> [Directions for this task] For each line of the data below, copy it if it holds the word "DetectionContext".

> [Task input]
════
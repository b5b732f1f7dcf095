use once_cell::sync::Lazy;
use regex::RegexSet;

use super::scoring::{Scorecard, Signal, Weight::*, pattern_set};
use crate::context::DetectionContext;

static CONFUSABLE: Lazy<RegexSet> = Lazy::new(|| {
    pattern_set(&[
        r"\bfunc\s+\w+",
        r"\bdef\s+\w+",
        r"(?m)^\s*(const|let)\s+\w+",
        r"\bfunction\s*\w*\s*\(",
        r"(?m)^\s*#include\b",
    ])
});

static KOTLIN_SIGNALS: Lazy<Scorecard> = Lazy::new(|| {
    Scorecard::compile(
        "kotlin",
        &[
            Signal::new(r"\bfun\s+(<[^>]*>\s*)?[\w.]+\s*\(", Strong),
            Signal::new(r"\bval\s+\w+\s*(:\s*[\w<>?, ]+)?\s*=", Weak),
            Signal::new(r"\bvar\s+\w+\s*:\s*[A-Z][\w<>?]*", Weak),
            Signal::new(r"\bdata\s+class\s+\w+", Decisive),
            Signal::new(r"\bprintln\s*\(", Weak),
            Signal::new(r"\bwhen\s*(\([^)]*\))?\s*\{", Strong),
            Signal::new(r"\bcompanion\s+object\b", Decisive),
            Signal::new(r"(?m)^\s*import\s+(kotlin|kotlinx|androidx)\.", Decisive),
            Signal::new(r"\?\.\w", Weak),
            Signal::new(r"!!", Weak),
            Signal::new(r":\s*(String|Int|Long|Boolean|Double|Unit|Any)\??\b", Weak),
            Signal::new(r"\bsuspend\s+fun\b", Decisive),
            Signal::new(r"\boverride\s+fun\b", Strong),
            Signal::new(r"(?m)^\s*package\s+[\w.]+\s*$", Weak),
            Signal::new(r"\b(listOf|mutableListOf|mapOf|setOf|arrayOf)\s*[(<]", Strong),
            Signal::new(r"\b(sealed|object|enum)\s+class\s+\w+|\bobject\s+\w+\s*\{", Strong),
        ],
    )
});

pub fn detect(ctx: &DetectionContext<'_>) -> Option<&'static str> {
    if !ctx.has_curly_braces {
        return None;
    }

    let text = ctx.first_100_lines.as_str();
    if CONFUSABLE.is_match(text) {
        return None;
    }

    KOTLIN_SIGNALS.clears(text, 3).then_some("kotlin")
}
════
> [Result]
use crate::context::DetectionContext;
pub fn detect(ctx: &DetectionContext<'_>) -> Option<&'static str> {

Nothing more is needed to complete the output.